The key to any successful project rests with the support of its stakeholders. Stakeholders are those who are invested in the outcome of a project – for better or worse. Stakeholders will either help or hinder the project, depending on their views.
The project team carries out stakeholder analysis by understanding who has a vested interest in the project, what their views and expectations are, and how they might influence the project as a whole. Customers benefit from recognizing their suppliers as key stakeholders: understanding and addressing a supplier’s needs early in the relationship or project can make efforts like subcontractor agreements go much more smoothly.
It is important at the beginning of any project to create an action plan around stakeholders with the following elements –
1) Identify conduct interviews with key stakeholders whose views will greatly impact the project
2) Organize the information into the Stakeholder-Analysis-Template.
3) Create and implement a plan to manage the stakeholders
On the second tab of the template there is the Stakeholder Analysis Matrix.
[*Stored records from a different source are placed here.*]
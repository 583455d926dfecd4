use std::sync::atomic::{AtomicBool, AtomicUsize, Ordering};
use std::sync::Mutex;

use crate::audio::mixer::{SegmentId, SegmentMixer, SegmentRequest};
use crate::audio::{AudioOutput, OutputState};
use crate::error::AudioError;

/// Headless output whose clock moves only when the host renders frames.
///
/// Used for deterministic playback in tests and for offline rendering.
#[derive(Debug)]
pub struct OfflineOutput {
    mixer: Mutex<SegmentMixer>,
    state: Mutex<OutputState>,
    resume_blocked: AtomicBool,
    started_segments: AtomicUsize,
}

impl OfflineOutput {
    pub fn new(sample_rate: u32, channels: u16) -> Self {
        Self::with_volume(sample_rate, channels, 1.0, 0.0)
    }

    pub fn with_volume(sample_rate: u32, channels: u16, volume: f32, time_constant: f64) -> Self {
        Self {
            mixer: Mutex::new(SegmentMixer::new(sample_rate, channels, volume, time_constant)),
            state: Mutex::new(OutputState::Suspended),
            resume_blocked: AtomicBool::new(false),
            started_segments: AtomicUsize::new(0),
        }
    }

    /// Make `resume` fail, as a platform autoplay policy would
    pub fn set_resume_blocked(&self, blocked: bool) {
        self.resume_blocked.store(blocked, Ordering::SeqCst);
    }

    /// Render `frames` frames; a suspended output yields silence and keeps
    /// its clock frozen
    pub fn render(&self, frames: usize) -> Vec<f32> {
        let mut mixer = lock(&self.mixer);
        let mut out = vec![0.0f32; frames * mixer.channels() as usize];
        if self.state() == OutputState::Running {
            mixer.render(&mut out);
        }
        out
    }

    /// Advance the clock by `seconds`, discarding the audio
    pub fn advance(&self, seconds: f64) {
        if self.state() != OutputState::Running {
            return;
        }
        let mut mixer = lock(&self.mixer);
        let frames = (seconds.max(0.0) * mixer.sample_rate() as f64).round() as usize;
        mixer.advance(frames);
    }

    pub fn active_segments(&self) -> usize {
        lock(&self.mixer).active_count()
    }

    /// Total segments ever started on this output
    pub fn started_segments(&self) -> usize {
        self.started_segments.load(Ordering::SeqCst)
    }

    pub fn volume(&self) -> f32 {
        lock(&self.mixer).volume()
    }
}

fn lock<T>(mutex: &Mutex<T>) -> std::sync::MutexGuard<'_, T> {
    mutex.lock().unwrap_or_else(|poisoned| poisoned.into_inner())
}

impl AudioOutput for OfflineOutput {
    fn current_time(&self) -> f64 {
        lock(&self.mixer).current_time()
    }

    fn state(&self) -> OutputState {
        *lock(&self.state)
    }

    fn resume(&self) -> Result<(), AudioError> {
        let mut state = lock(&self.state);
        match *state {
            OutputState::Closed => Err(AudioError::Closed),
            OutputState::Running => Ok(()),
            OutputState::Suspended => {
                if self.resume_blocked.load(Ordering::SeqCst) {
                    return Err(AudioError::PlaybackBlocked("output resume was refused".to_string()));
                }
                *state = OutputState::Running;
                Ok(())
            }
        }
    }

    fn start_segment(&self, request: SegmentRequest) -> Result<SegmentId, AudioError> {
        if self.state() == OutputState::Closed {
            return Err(AudioError::Closed);
        }
        let (sample_rate, channels) = {
            let mixer = lock(&self.mixer);
            (mixer.sample_rate(), mixer.channels())
        };
        let prepared = SegmentMixer::prepare(request, sample_rate, channels);
        let id = lock(&self.mixer).add(prepared);
        self.started_segments.fetch_add(1, Ordering::SeqCst);
        Ok(id)
    }

    fn stop_segment(&self, id: SegmentId) {
        lock(&self.mixer).remove(id);
    }

    fn is_segment_active(&self, id: SegmentId) -> bool {
        lock(&self.mixer).is_active(id)
    }

    fn set_volume(&self, volume: f32, time_constant: f64) {
        lock(&self.mixer).set_volume(volume, time_constant);
    }

    fn sample_rate(&self) -> u32 {
        lock(&self.mixer).sample_rate()
    }

    fn close(&self) {
        *lock(&self.state) = OutputState::Closed;
        lock(&self.mixer).clear();
    }
}

#[cfg(test)]
mod tests {
    use super::*;
    use crate::models::AudioBuffer;
    use std::sync::Arc;

    #[test]
    fn test_clock_frozen_while_suspended() {
        let output = OfflineOutput::new(1000, 1);
        output.advance(1.0);
        assert_eq!(output.current_time(), 0.0);
        assert_eq!(output.state(), OutputState::Suspended);

        output.resume().unwrap();
        output.advance(1.5);
        assert!((output.current_time() - 1.5).abs() < 1e-9);
    }

    #[test]
    fn test_blocked_resume() {
        let output = OfflineOutput::new(1000, 1);
        output.set_resume_blocked(true);
        assert!(matches!(output.resume(), Err(AudioError::PlaybackBlocked(_))));

        output.set_resume_blocked(false);
        assert!(output.resume().is_ok());
    }

    #[test]
    fn test_segment_lifecycle() {
        let output = OfflineOutput::new(1000, 1);
        output.resume().unwrap();

        let buffer = Arc::new(AudioBuffer::from_samples(vec![1.0; 500], 1, 1000));
        let id = output
            .start_segment(SegmentRequest {
                buffer,
                when: 0.0,
                offset: 0.0,
                duration: None,
                envelope: None,
            })
            .unwrap();
        assert!(output.is_segment_active(id));
        assert_eq!(output.started_segments(), 1);

        let audio = output.render(250);
        assert!(audio.iter().all(|&s| s == 1.0));

        output.advance(0.25);
        assert!(!output.is_segment_active(id));
        assert_eq!(output.active_segments(), 0);
    }

    #[test]
    fn test_closed_output_rejects_work() {
        let output = OfflineOutput::new(1000, 2);
        output.close();
        assert_eq!(output.state(), OutputState::Closed);
        assert!(matches!(output.resume(), Err(AudioError::Closed)));
    }
}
This is a way to manage an individual’s level of support in accordance with his or her level of influence over the current project. It is most important to recognize those individuals with the highest level of influence early in project, in order to closely manage their support levels as the project moves forward.
When analyzing these individuals, it is important to consider:
- How does this individual process information and make decisions?
- What does this individual stand to gain or lose from this project?
- Who is managing the relationship between the company and this individual?
- What is the quality of the company’s relationship with this individual?
As previously stated, developing a plan to manage stakeholders will minimize risk and will keep projects on course to succeed!